We exchanged names all around and chatted about things. John and Scott told me that they were seniors at the local college. I shared that I was an RN.
"Gee. You don't look old enough to be a nurse!" John exclaimed.
"Well. You look too OLD to be in college!" I shot back.
He sputtered through some kind of awkward apology and we moved on to other topics during which we discovered that we all were the same age. The three of us gabbed for the rest of the afternoon, some of it spent bobbing in the cool lake, some stretched out on the beach. Eventually I decided it was time to head home and as I was shaking the sand out of my towel, John cleared his throat nervously.
"So. Do you want to go out tonight?"
What the hell, I thought. I don't know this guy from Adam and for all I know he could be an axe murderer but it doesn't matter because eventually WE WILL ALL DIE.
"Um. Ok." I said. And gave him my address.
As I walked back around the lake and got into my car, I was having serious second thoughts. What was I thinking?! I had never let a guy pick me up in a public place EVER. But I had no way to contacting him to cancel out, so I went home, showered and changed.
The doorbell rang, and John was at the door. He looked at me, was silent for a moment, and then asked, "Is Julia here?"
Are you kidding me?! I thought. What a dope!
"No, she left with some guy that picked her up at the beach." I said sarcastically.
He looked disappointed. Then after a moment, said, "So. What are YOU doing tonight?"
Geez. This is probably a really bad idea, I mused. I managed a polite fake laugh thinking that surely he was trying to be funny in an extremely weirdo way, grabbed my purse, and we headed out to his car. Which was a huge blue station wagon with a canoe strapped to the top.
We met Scott at a downtown bar and chatted while we sipped beer and munched on peanuts. As Scott and I laughed about our meeting at the lake, John brightened perceptibly (he later told me that this was the point that he realized I was actually JULIA) and joined the conversation, eventually contributing funny and intelligent comments.

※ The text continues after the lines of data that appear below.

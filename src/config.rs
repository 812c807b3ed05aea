/*
 * Copyright (c) Meta Platforms, Inc. and affiliates.
 *
 * This source code is licensed under the MIT license found in the
 * LICENSE file in the root directory of this source tree.
 */

use std::fmt;
use std::str::FromStr;

use crate::domains::AnyDomain;
use crate::error::DomainError;

/// Tuning knobs of the fixpoint iteration at loop heads.
#[derive(Clone, Copy, Debug, PartialEq, Eq)]
pub struct FixpointConfig {
    /// Number of plain joins at a loop head before widening kicks in.
    pub widening_delay: usize,
    /// Maximum number of narrowing rounds once a loop has stabilized.
    pub narrowing_iterations: usize,
}

impl Default for FixpointConfig {
    fn default() -> Self {
        Self {
            widening_delay: 1,
            narrowing_iterations: 2,
        }
    }
}

impl FixpointConfig {
    pub fn with_widening_delay(mut self, widening_delay: usize) -> Self {
        self.widening_delay = widening_delay;
        self
    }

    pub fn with_narrowing_iterations(mut self, narrowing_iterations: usize) -> Self {
        self.narrowing_iterations = narrowing_iterations;
        self
    }
}

/// The numerical domains an analysis can run with.
#[derive(Clone, Copy, Debug, Default, PartialEq, Eq, Hash)]
pub enum DomainKind {
    #[default]
    Interval,
    Congruence,
    IntervalCongruence,
    Octagon,
    Dbm,
    VarPackingDbm,
    VarPackingDbmCongruence,
}

impl DomainKind {
    pub const ALL: [DomainKind; 7] = [
        DomainKind::Interval,
        DomainKind::Congruence,
        DomainKind::IntervalCongruence,
        DomainKind::Octagon,
        DomainKind::Dbm,
        DomainKind::VarPackingDbm,
        DomainKind::VarPackingDbmCongruence,
    ];

    pub fn name(self) -> &'static str {
        match self {
            DomainKind::Interval => "interval",
            DomainKind::Congruence => "congruence",
            DomainKind::IntervalCongruence => "interval-congruence",
            DomainKind::Octagon => "octagon",
            DomainKind::Dbm => "dbm",
            DomainKind::VarPackingDbm => "var-pack-dbm",
            DomainKind::VarPackingDbmCongruence => "var-pack-dbm-congruence",
        }
    }
}

impl FromStr for DomainKind {
    type Err = DomainError;

    fn from_str(s: &str) -> Result<Self, Self::Err> {
        DomainKind::ALL
            .into_iter()
            .find(|kind| kind.name() == s)
            .ok_or_else(|| DomainError::unknown_name("domain", s))
    }
}

impl fmt::Display for DomainKind {
    fn fmt(&self, f: &mut fmt::Formatter<'_>) -> fmt::Result {
        write!(f, "{}", self.name())
    }
}

/// Everything needed to set up an analysis run.
#[derive(Clone, Copy, Debug, Default, PartialEq, Eq)]
pub struct AnalysisConfig {
    pub domain: DomainKind,
    pub fixpoint: FixpointConfig,
}

impl AnalysisConfig {
    pub fn new(domain: DomainKind) -> Self {
        Self {
            domain,
            fixpoint: FixpointConfig::default(),
        }
    }

    pub fn with_fixpoint(mut self, fixpoint: FixpointConfig) -> Self {
        self.fixpoint = fixpoint;
        self
    }

    /// The state at the entry of the analyzed code: top of the selected
    /// domain.
    pub fn initial_state(&self) -> AnyDomain {
        AnyDomain::top_of(self.domain)
    }
}

#[cfg(test)]
mod tests {
    use super::*;
    use crate::datatype::AbstractDomain;
    use crate::domains::NumericalDomain;

    #[test]
    fn test_parse_domain_kind() {
        for kind in DomainKind::ALL {
            assert_eq!(kind.name().parse::<DomainKind>(), Ok(kind));
            assert_eq!(kind.to_string(), kind.name());
        }
        assert_eq!(
            "polyhedra".parse::<DomainKind>(),
            Err(DomainError::unknown_name("domain", "polyhedra"))
        );
        assert_eq!(DomainKind::default(), DomainKind::Interval);
    }

    #[test]
    fn test_defaults() {
        let config = FixpointConfig::default();
        assert_eq!(config.widening_delay, 1);
        assert_eq!(config.narrowing_iterations, 2);

        let config = config.with_widening_delay(3).with_narrowing_iterations(0);
        assert_eq!(config.widening_delay, 3);
        assert_eq!(config.narrowing_iterations, 0);
    }

    #[test]
    fn test_initial_state() {
        let config = AnalysisConfig::new("octagon".parse().unwrap());
        let state = config.initial_state();
        assert!(state.is_top());
        assert_eq!(state.kind(), DomainKind::Octagon);
        assert!(AnalysisConfig::default().initial_state().is_top());
    }

    #[test]
    fn test_domain_names_match_kinds() {
        for kind in DomainKind::ALL {
            let state = AnyDomain::top_of(kind);
            assert_eq!(state.domain_name(), kind.name());
            assert_eq!(state.domain_name().parse::<DomainKind>(), Ok(state.kind()));
        }
    }
}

Maybe not so goofy after all. And very nice looking......
Later as the guys dropped me off at my apartment, John conveniently dropped his wallet (he still insists that it was an accident). I noticed it as they left, grabbed the wallet and tried to get their attention to return it, but they had already left the parking lot. I could see the canoe zipping along the street and realized that I wouldn't be able to flag them down.
So I went back inside, and immediately went through the entire contents of John's wallet.

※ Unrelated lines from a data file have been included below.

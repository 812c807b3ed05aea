/*
 * Copyright (c) Meta Platforms, Inc. and affiliates.
 *
 * This source code is licensed under the MIT license found in the
 * LICENSE file in the root directory of this source tree.
 */

use std::collections::btree_map::Entry;
use std::collections::BTreeMap;
use std::collections::BTreeSet;
use std::fmt;

use disjoint_sets::UnionFind;
use log::trace;

use crate::config::DomainKind;
use crate::datatype::AbstractDomain;
use crate::domains::interval_constraints;
use crate::domains::operand_constant;
use crate::domains::operand_interval;
use crate::domains::Dbm;
use crate::domains::Interval;
use crate::domains::NumericalDomain;
use crate::linear::LinearConstraint;
use crate::linear::LinearExpression;
use crate::linear::Operand;
use crate::linear::Operation;
use crate::variable::Variable;

#[derive(Clone, Debug)]
struct Pack<D> {
    vars: BTreeSet<Variable>,
    domain: D,
}

/*
 * Variable packing: the variables are partitioned into packs and each pack
 * gets its own instance of a relational domain. Two variables are only
 * related if some operation or constraint mentioned them together, in which
 * case their packs have been merged. Variables in no pack are unconstrained.
 *
 * Binary lattice operations first compute the common partition of both
 * operands (the finest partition coarser than both), then combine the
 * per-pack states group by group.
 */
#[derive(Clone, Debug)]
pub struct VarPacking<D> {
    bottom: bool,
    packs: Vec<Pack<D>>,
}

pub type VarPackingDbm = VarPacking<Dbm>;

impl<D: NumericalDomain> VarPacking<D> {
    pub fn num_packs(&self) -> usize {
        self.packs.len()
    }

    /// The variables sharing a pack with x, x included.
    pub fn pack_of(&self, x: Variable) -> Option<&BTreeSet<Variable>> {
        self.packs
            .iter()
            .find(|p| p.vars.contains(&x))
            .map(|p| &p.vars)
    }

    fn pack_index(&self, x: Variable) -> Option<usize> {
        self.packs.iter().position(|p| p.vars.contains(&x))
    }

    /// Merges every pack touching `vars` into a single pack that also
    /// covers `vars`, and returns its index.
    fn merge(&mut self, vars: BTreeSet<Variable>) -> usize {
        let touched: Vec<usize> = self
            .packs
            .iter()
            .enumerate()
            .filter(|(_, p)| !p.vars.is_disjoint(&vars))
            .map(|(i, _)| i)
            .collect();
        if let [i] = touched.as_slice() {
            let i = *i;
            self.packs[i].vars.extend(vars);
            return i;
        }
        let mut merged = Pack {
            vars,
            domain: D::top(),
        };
        for i in touched.into_iter().rev() {
            let pack = self.packs.swap_remove(i);
            merged.vars.extend(pack.vars);
            merged.domain.meet_with(pack.domain);
        }
        self.packs.push(merged);
        self.packs.len() - 1
    }

    /// Propagates _|_ from a pack and drops packs carrying no information.
    fn settle(&mut self) {
        if self.packs.iter().any(|p| p.domain.is_bottom()) {
            self.set_to_bottom();
            return;
        }
        self.packs.retain(|p| !p.vars.is_empty() && !p.domain.is_top());
    }

    /// Meet of the packs of `self` touching `vars`.
    fn project(&self, vars: &BTreeSet<Variable>) -> D {
        let mut result = D::top();
        for pack in self.packs.iter().filter(|p| !p.vars.is_disjoint(vars)) {
            result.meet_with(pack.domain.clone());
        }
        result
    }

    fn combine(self, rhs: Self, op: impl Fn(D, D) -> D) -> Self {
        let lhs_count = self.packs.len();
        let nodes: Vec<Pack<D>> = self.packs.into_iter().chain(rhs.packs).collect();

        let mut sets = UnionFind::<usize>::new(nodes.len());
        let mut owner: BTreeMap<Variable, usize> = BTreeMap::new();
        for (node, pack) in nodes.iter().enumerate() {
            for v in pack.vars.iter() {
                match owner.entry(*v) {
                    Entry::Vacant(entry) => {
                        entry.insert(node);
                    }
                    Entry::Occupied(entry) => {
                        sets.union(*entry.get(), node);
                    }
                }
            }
        }

        // A side contributing a single pack to a group is passed through
        // as is: the left operand of a widening must stay unclosed.
        let mut groups: BTreeMap<usize, (BTreeSet<Variable>, Option<D>, Option<D>)> =
            BTreeMap::new();
        for (node, pack) in nodes.into_iter().enumerate() {
            let group = groups
                .entry(sets.find(node))
                .or_insert_with(|| (BTreeSet::new(), None, None));
            group.0.extend(pack.vars);
            let side = if node < lhs_count {
                &mut group.1
            } else {
                &mut group.2
            };
            match side {
                Some(domain) => domain.meet_with(pack.domain),
                None => *side = Some(pack.domain),
            }
        }

        let mut result = Self {
            bottom: false,
            packs: groups
                .into_values()
                .map(|(vars, lhs, rhs)| Pack {
                    vars,
                    domain: op(lhs.unwrap_or_else(D::top), rhs.unwrap_or_else(D::top)),
                })
                .collect(),
        };
        result.settle();
        result
    }
}

impl<D: NumericalDomain> AbstractDomain for VarPacking<D> {
    fn bottom() -> Self {
        Self {
            bottom: true,
            packs: Vec::new(),
        }
    }

    fn top() -> Self {
        Self {
            bottom: false,
            packs: Vec::new(),
        }
    }

    fn is_bottom(&self) -> bool {
        self.bottom
    }

    fn is_top(&self) -> bool {
        !self.bottom && self.packs.iter().all(|p| p.domain.is_top())
    }

    fn leq(&self, rhs: &Self) -> bool {
        if self.bottom {
            return true;
        }
        if rhs.bottom {
            return false;
        }
        rhs.packs
            .iter()
            .all(|pack| self.project(&pack.vars).leq(&pack.domain))
    }

    fn join_with(&mut self, rhs: Self) {
        if rhs.bottom {
            return;
        }
        if self.bottom {
            *self = rhs;
            return;
        }
        let lhs = std::mem::replace(self, Self::top());
        *self = lhs.combine(rhs, |a, b| a.join(b));
    }

    fn meet_with(&mut self, rhs: Self) {
        if self.bottom {
            return;
        }
        if rhs.bottom {
            self.set_to_bottom();
            return;
        }
        let lhs = std::mem::replace(self, Self::top());
        *self = lhs.combine(rhs, |a, b| a.meet(b));
    }

    fn widen_with(&mut self, rhs: Self) {
        if rhs.bottom {
            return;
        }
        if self.bottom {
            *self = rhs;
            return;
        }
        let lhs = std::mem::replace(self, Self::top());
        *self = lhs.combine(rhs, |a, b| a.widen(b));
    }

    fn narrow_with(&mut self, rhs: Self) {
        if self.bottom {
            return;
        }
        if rhs.bottom {
            self.set_to_bottom();
            return;
        }
        let lhs = std::mem::replace(self, Self::top());
        *self = lhs.combine(rhs, |a, b| a.narrow(b));
    }
}

impl<D: NumericalDomain> PartialEq for VarPacking<D> {
    fn eq(&self, other: &Self) -> bool {
        self.leq(other) && other.leq(self)
    }
}

impl<D: NumericalDomain> Eq for VarPacking<D> {}

impl<D: NumericalDomain> NumericalDomain for VarPacking<D> {
    fn domain_name(&self) -> &'static str {
        DomainKind::VarPackingDbm.name()
    }

    fn assign(&mut self, x: Variable, e: &LinearExpression) {
        if self.bottom {
            return;
        }
        if !e.contains(x) {
            self.forget(x);
        }
        let mut vars = e.variables();
        vars.insert(x);
        let i = self.merge(vars);
        self.packs[i].domain.assign(x, e);
        self.settle();
    }

    fn apply(&mut self, op: Operation, x: Variable, y: Variable, z: Operand) {
        if self.bottom {
            return;
        }
        let affine = match op {
            Operation::Add | Operation::Sub => true,
            Operation::Mul => operand_constant(&z).is_some(),
            _ => false,
        };
        if affine {
            let mut vars = BTreeSet::from([x, y]);
            if let Operand::Var(w) = &z {
                vars.insert(*w);
            }
            if y != x && z != Operand::Var(x) {
                self.forget(x);
            }
            let i = self.merge(vars);
            self.packs[i].domain.apply(op, x, y, z);
            self.settle();
            return;
        }
        let rhs = operand_interval(&z, |v| self.to_interval(v));
        let itv = self.to_interval(y).apply(op, &rhs);
        trace!("{} = {} {} {} evaluated to {}", x, y, op, z, itv);
        self.forget(x);
        if itv.is_bottom() {
            self.set_to_bottom();
            return;
        }
        let mut domain = D::top();
        domain.add_constraints(&interval_constraints(x, &itv));
        self.packs.push(Pack {
            vars: BTreeSet::from([x]),
            domain,
        });
        self.settle();
    }

    fn add_constraint(&mut self, c: &LinearConstraint) {
        if self.bottom {
            return;
        }
        if let Some(holds) = c.constant_truth() {
            if !holds {
                self.set_to_bottom();
            }
            return;
        }
        let i = self.merge(c.variables());
        self.packs[i].domain.add_constraint(c);
        self.settle();
    }

    fn forget(&mut self, x: Variable) {
        if self.bottom {
            return;
        }
        if let Some(i) = self.pack_index(x) {
            self.packs[i].domain.forget(x);
            self.packs[i].vars.remove(&x);
            self.settle();
        }
    }

    fn to_interval(&self, x: Variable) -> Interval {
        if self.bottom {
            return Interval::bottom();
        }
        match self.pack_index(x) {
            Some(i) => self.packs[i].domain.to_interval(x),
            None => Interval::top(),
        }
    }
}

impl<D: NumericalDomain> fmt::Display for VarPacking<D> {
    fn fmt(&self, f: &mut fmt::Formatter<'_>) -> fmt::Result {
        if self.bottom {
            return write!(f, "_|_");
        }
        write!(f, "[")?;
        for (n, pack) in self.packs.iter().enumerate() {
            if n > 0 {
                write!(f, "; ")?;
            }
            write!(f, "{}", pack.domain)?;
        }
        write!(f, "]")
    }
}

Hey. I KNOW y'all would do it too, wouldn't you?
Interesting, I thought. No picture of a girlfriend. Hm.
The next evening he returned to pick up his wallet, and the rest..........is history.
Thirty seven years later, here we are and when John tells the story, his explanation for not recognizing me when he met me at my apartment is, "Well, I didn't recognize her with her clothes on!"
Oh, John......the weirdo-ness never went away, did it? But I'm glad you eventually recognized me, my hon. I can't imagine what my life would have been without you.